Casellas uses class-switch recombination — a mechanism that B cells use to express the various immunoglobulin classes of antibodies — as a model to study basic cellular processes. Class-switch recombination requires coordination of the transcriptional machinery, of DNA repair factors, and of chromatin-remodeling enzymes to induce a specific double-stranded break in the DNA and then to rejoin the appropriate DNA segments of the immunoglobulin region.
A "Renaissance man" in his youth, immersed largely in the humanities, Casellas turned to science when he realized that biology and genetics were also powerful at explaining the human experience-from the "taste of food to the mechanism of disease to the complexities of human behavior," he said. Genetics and molecular biology also represented the current edge to him, and Casellas has tried to maintain a position throughout his career at the forefront of that edge.
Casellas earned his doctorate at Rockefeller University in New York, working with Michel Nussenzweig on mechanisms of antibody diversification such as immunoglobulin-receptor editing and class-switch recombination. He then completed a postdoctoral stint with David Baltimore at the California Institute of Technology in Los Angeles, where he furthered his studies of B-lymphocytes.
Recent work from Casellas' laboratory has shown how repair enzymes recruited to DNA breaks inhibit RNA polymerase activity, illustrating that repair and transcription can be coordinated within the cell (Nature 447, 2007). Casellas not only demonstrated that these processes are linked, but also identified the signaling pathway, or ATM repair pathway, required to inhibit the action of the polymerase. In pursuing this research, Casellas has drawn upon the expertise of Tom Misteli and André Nussenzweig of NCI, whose labs had developed technologies that fostered his experiments.
"I really feel this is one of the best places to explore science," Casellas said, citing not only the quality of intramural collaborators but also the investigative freedom afforded by an environment not limited by the traditional grants mechanism.
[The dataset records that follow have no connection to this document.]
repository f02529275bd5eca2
pub mod graph;
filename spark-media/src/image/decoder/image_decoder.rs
use crate::Image;
use anyhow::{Context, Result};
use log::debug;
use std::path::Path;

impl Image {
    /// Decodes any format the `image` crate understands and converts it to RGB24.
    pub fn open_file(path: impl AsRef<Path>) -> Result<Self> {
        let path = path.as_ref();
        let decoded = image::open(path)
            .with_context(|| format!("Failed to decode image {}", path.display()))?;
        debug!(
            "Decoded {} ({}x{})",
            path.display(),
            decoded.width(),
            decoded.height()
        );

        Ok(Image::from_rgb_image(decoded.to_rgb8()))
    }

    pub fn from_bytes(bytes: &[u8]) -> Result<Self> {
        let decoded = image::load_from_memory(bytes).context("Failed to decode image bytes")?;
        Ok(Image::from_rgb_image(decoded.to_rgb8()))
    }
}
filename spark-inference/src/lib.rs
//! Boundary of the external perception models.
//!
//! The depth estimator and the object detectors are owned elsewhere; this
//! crate only fixes what goes in and what comes out of them.

pub mod inference;
pub mod utils;

pub use inference::depth::DepthInference;
pub use inference::detect::{DetectInference, DetectMask, DetectResult};
pub use utils::graph::{BoundingBox, Point};
macro_rules! define_describer {
    ($($name: ident => $to: ident, )*) => {
        #[derive(Debug, Clone)]
        pub enum DescriberDispatcher {
            $(
                $name($to),
            )*
        }

        impl Describer for DescriberDispatcher {
            fn describe(&self, result: &FrameResult) -> Option<String> {
                match self {
                    $(
                        DescriberDispatcher::$name(describer) => describer.describe(result),
                    )*
                }
            }
        }

        impl DescriberDispatcher {
            pub fn all() -> Vec<Self> {
                vec![
                    $(
                        Self::$name($to::default()),
                    )*
                ]
            }
        }
    };
}
use num::{Num, NumCast, ToPrimitive};

#[derive(Copy, Clone, Debug, PartialEq)]
pub struct Point<T: Num> {
    pub x: T,
    pub y: T,
}

impl<T: Num> Point<T> {
    pub fn new(x: T, y: T) -> Self {
        Point { x, y }
    }
}

/// Axis-aligned box given by its top-left `(x1, y1)` and bottom-right `(x2, y2)` corners.
#[derive(Copy, Clone, Debug, PartialEq)]
pub struct BoundingBox<T: Num> {
    pub x1: T,
    pub y1: T,
    pub x2: T,
    pub y2: T,
}

impl<T: Num + Copy + PartialOrd> BoundingBox<T> {
    pub fn new(x1: T, y1: T, x2: T, y2: T) -> Self {
        BoundingBox { x1, y1, x2, y2 }
    }

    pub fn width(&self) -> T {
        self.x2 - self.x1
    }

    pub fn height(&self) -> T {
        self.y2 - self.y1
    }

    pub fn area(&self) -> T {
        self.width() * self.height()
    }

    pub fn contains(&self, point: Point<T>) -> bool {
        point.x >= self.x1 && point.x <= self.x2 && point.y >= self.y1 && point.y <= self.y2
    }

    /// Clamps every corner into `[0, width] x [0, height]`.
    pub fn clip(&self, width: T, height: T) -> Self {
        let clamp = |value: T, max: T| {
            if value < T::zero() {
                T::zero()
            } else if value > max {
                max
            } else {
                value
            }
        };

        BoundingBox {
            x1: clamp(self.x1, width),
            y1: clamp(self.y1, height),
            x2: clamp(self.x2, width),
            y2: clamp(self.y2, height),
        }
    }

    /// Converts the corners to another numeric type, `None` when a corner does not fit.
    pub fn cast<U: Num + NumCast>(&self) -> Option<BoundingBox<U>>
    where
        T: ToPrimitive,
    {
        Some(BoundingBox {
            x1: <U as NumCast>::from(self.x1)?,
            y1: <U as NumCast>::from(self.y1)?,
            x2: <U as NumCast>::from(self.x2)?,
            y2: <U as NumCast>::from(self.y2)?,
        })
    }
}

impl BoundingBox<f32> {
    pub fn center(&self) -> Point<f32> {
        Point::new((self.x1 + self.x2) / 2.0, (self.y1 + self.y2) / 2.0)
    }

    pub fn is_finite(&self) -> bool {
        [self.x1, self.y1, self.x2, self.y2]
            .iter()
            .all(|value| value.is_finite())
    }
}
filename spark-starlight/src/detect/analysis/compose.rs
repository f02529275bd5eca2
use crate::detect::analysis::{DescriberDispatcher, Describer};
use crate::pipeline::FrameResult;

/// Joins the parts of every describer into one sentence.
pub struct CompositeDescriber {
    describers: Vec<DescriberDispatcher>,
}

impl Default for CompositeDescriber {
    fn default() -> Self {
        CompositeDescriber::new()
    }
}

impl CompositeDescriber {
    pub fn new() -> Self {
        CompositeDescriber {
            describers: DescriberDispatcher::all(),
        }
    }
}

impl Describer for CompositeDescriber {
    fn describe(&self, result: &FrameResult) -> Option<String> {
        let parts = self
            .describers
            .iter()
            .filter_map(|describer| describer.describe(result))
            .map(|part| part.trim().to_string())
            .filter(|part| !part.is_empty())
            .collect::<Vec<_>>();
        if parts.is_empty() {
            return None;
        }

        let mut description = parts.join(", ");
        if let Some(first) = description.get(..1) {
            description = first.to_uppercase() + &description[1..];
        }
        Some(description)
    }
}

#[cfg(test)]
mod tests {
    use super::*;
    use crate::config::StarlightConfig;
    use crate::pipeline::FrameProcessingPipeline;
    use spark_inference::{BoundingBox, DetectResult};
    use spark_media::{DepthMap, Image, RGB};

    #[test]
    fn objects_then_walls() -> anyhow::Result<()> {
        let pipeline = FrameProcessingPipeline::new(StarlightConfig::default());
        // Steep ramp over the right half of the frame.
        let depth = DepthMap::from_fn(320, 240, |x, _| if x < 160 { 0.0 } else { (x - 160) as f32 });
        let detections = vec![vec![DetectResult::new(
            0,
            "person",
            0.9,
            BoundingBox::new(20.0, 40.0, 60.0, 200.0),
        )]];

        let result = pipeline.process_frame(&Image::filled(320, 240, RGB(0, 0, 0)), Some(&depth), &detections)?;
        assert_eq!(
            CompositeDescriber::new().describe(&result).as_deref(),
            Some("Person left, wall on the right")
        );
        Ok(())
    }
}
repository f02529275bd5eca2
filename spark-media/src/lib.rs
pub mod depth;
pub mod image;

pub use depth::DepthMap;
pub use image::{Image, RGB};
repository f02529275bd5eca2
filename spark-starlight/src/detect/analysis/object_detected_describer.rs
use crate::detect::analysis::Describer;
use crate::detect::fusion::DetectionBox;
use crate::pipeline::FrameResult;

/// Objects farther than this are not announced.
pub const ANNOUNCE_MAX_DISTANCE_M: f32 = 10.0;
pub const ANNOUNCE_MAX_OBJECTS: usize = 2;

/// Names the nearest objects, e.g. `person left and chair center`.
///
/// `detections` must already be sorted nearest first, as fusion leaves them.
pub fn describe_nearest(detections: &[DetectionBox]) -> Option<String> {
    NearestObjectDescriber::default().describe_detections(detections)
}

#[derive(Debug, Clone)]
pub struct NearestObjectDescriber {
    pub max_distance_m: f32,
    pub limit: usize,
}

impl Default for NearestObjectDescriber {
    fn default() -> Self {
        NearestObjectDescriber {
            max_distance_m: ANNOUNCE_MAX_DISTANCE_M,
            limit: ANNOUNCE_MAX_OBJECTS,
        }
    }
}

impl NearestObjectDescriber {
    pub fn describe_detections(&self, detections: &[DetectionBox]) -> Option<String> {
        let parts = detections
            .iter()
            .filter(|detection| detection.distance_m <= self.max_distance_m)
            .take(self.limit)
            .map(|detection| format!("{} {}", detection.label, detection.direction))
            .collect::<Vec<_>>();

        if parts.is_empty() {
            None
        } else {
            Some(parts.join(" and "))
        }
    }
}

impl Describer for NearestObjectDescriber {
    fn describe(&self, result: &FrameResult) -> Option<String> {
        self.describe_detections(&result.detections)
    }
}

#[cfg(test)]
mod tests {
    use super::*;
    use crate::detect::property::direction::DirectionCategory;
    use spark_inference::BoundingBox;

    fn detection(label: &str, direction: DirectionCategory, distance_m: f32) -> DetectionBox {
        DetectionBox {
            class_id: 0,
            label: label.to_string(),
            confidence: 0.9,
            bbox: BoundingBox::new(0.0, 0.0, 1.0, 1.0),
            direction,
            distance_m,
            alert: false,
            mask: None,
        }
    }

    #[test]
    fn two_nearest_within_range() {
        let detections = [
            detection("person", DirectionCategory::Left, 1.2),
            detection("chair", DirectionCategory::Center, 4.0),
            detection("car", DirectionCategory::Right, 6.0),
        ];

        assert_eq!(
            describe_nearest(&detections).as_deref(),
            Some("person left and chair center")
        );
    }

    #[test]
    fn far_objects_are_not_announced() {
        let detections = [detection("car", DirectionCategory::Right, 12.5)];
        assert_eq!(describe_nearest(&detections), None);
        assert_eq!(describe_nearest(&[]), None);
    }
}
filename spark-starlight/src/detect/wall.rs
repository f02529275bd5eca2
use crate::config::SegmentationConfig;
use crate::detect::contour::{polygon_area, ComponentLabels, ExteriorBackground};
use crate::detect::diagnostics::{Diagnostic, ItemSource};
use crate::detect::morphology::{BinaryMask, StructuringElement};
use crate::detect::normal::NormalField;
use crate::detect::stats::summed_local_variance;
use crate::detect::WALL_LABEL;
use log::debug;
use spark_inference::BoundingBox;
use spark_media::DepthMap;

/// A planar, roughly vertical surface found in the depth map.
#[derive(Debug, Clone, PartialEq)]
pub struct WallRegion {
    pub label: &'static str,
    /// Outer boundary in frame pixels, clockwise, not closed.
    pub contour: Vec<(i32, i32)>,
    /// Pixel extent of the component, `x2`/`y2` exclusive.
    pub bbox: BoundingBox<u32>,
    /// Area enclosed by the contour polygon.
    pub area: f32,
}

#[derive(Debug, Default)]
pub struct SegmentationOutcome {
    pub regions: Vec<WallRegion>,
    pub skipped: Vec<Diagnostic>,
}

/// Finds wall-like regions from depth-derived surface normals.
pub struct PlanarRegionSegmenter<'a> {
    config: &'a SegmentationConfig,
    element: StructuringElement,
}

impl<'a> PlanarRegionSegmenter<'a> {
    pub fn new(config: &'a SegmentationConfig) -> Self {
        PlanarRegionSegmenter {
            config,
            element: StructuringElement::ellipse(config.kernel_size),
        }
    }

    /// Normalized depth in, wall regions out.
    pub fn segment_depth(&self, depth: &DepthMap) -> SegmentationOutcome {
        let normals = NormalField::estimate(depth, self.config.depth_gain);
        self.segment(&normals)
    }

    pub fn segment(&self, normals: &NormalField) -> SegmentationOutcome {
        let candidates = self.candidate_mask(normals);
        let cleaned = self.clean(&candidates);
        let outcome = self.extract_regions(&cleaned);

        debug!(
            "Wall mask: {} candidate px, {} after cleanup, {} regions kept, {} skipped",
            candidates.count_ones(),
            cleaned.count_ones(),
            outcome.regions.len(),
            outcome.skipped.len()
        );
        outcome
    }

    /// Pixels that face sideways and sit in a locally flat neighbourhood.
    pub fn candidate_mask(&self, normals: &NormalField) -> BinaryMask {
        let variance = summed_local_variance(&normals.components(), self.config.planarity_window);
        let horizontal = normals.horizontal();

        BinaryMask::from_fn(normals.width(), normals.height(), |x, y| {
            let index = [y as usize, x as usize];
            horizontal[index].abs() > self.config.horizontal_normal_threshold
                && variance[index] < self.config.planarity_threshold
        })
    }

    /// Closing fills gaps inside a surface, opening then drops speckle.
    pub fn clean(&self, mask: &BinaryMask) -> BinaryMask {
        mask.close(&self.element, self.config.closing_iterations)
            .open(&self.element, self.config.opening_iterations)
    }

    /// External regions only: components lying inside another one's hole are dropped.
    pub fn extract_regions(&self, mask: &BinaryMask) -> SegmentationOutcome {
        let (labels, components) = ComponentLabels::label(mask);
        let exterior = ExteriorBackground::of(mask);
        let mut outcome = SegmentationOutcome::default();

        for (index, component) in components.iter().enumerate() {
            if !exterior.surrounds(component) {
                continue;
            }
            let contour = match labels.trace_outer(component) {
                Ok(contour) => contour,
                Err(reason) => {
                    outcome
                        .skipped
                        .push(Diagnostic::new(ItemSource::Region { index }, reason));
                    continue;
                }
            };

            let area = polygon_area(&contour);
            if area < self.config.min_region_area {
                continue;
            }

            outcome.regions.push(WallRegion {
                label: WALL_LABEL,
                contour,
                bbox: component.bbox,
                area,
            });
        }

        outcome
    }
}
Casellas is now interested in mapping chromatin changes at the immunoglobulin locus during mutation and recombination, studying the mechanisms that underlie chromosomal translocations and the driving of B-cell development by small RNAs, and examining how the B-cell genome can be reprogrammed-and more. The list is long and diverse but in keeping with the kaleidoscopic inclinations of a Renaissance man.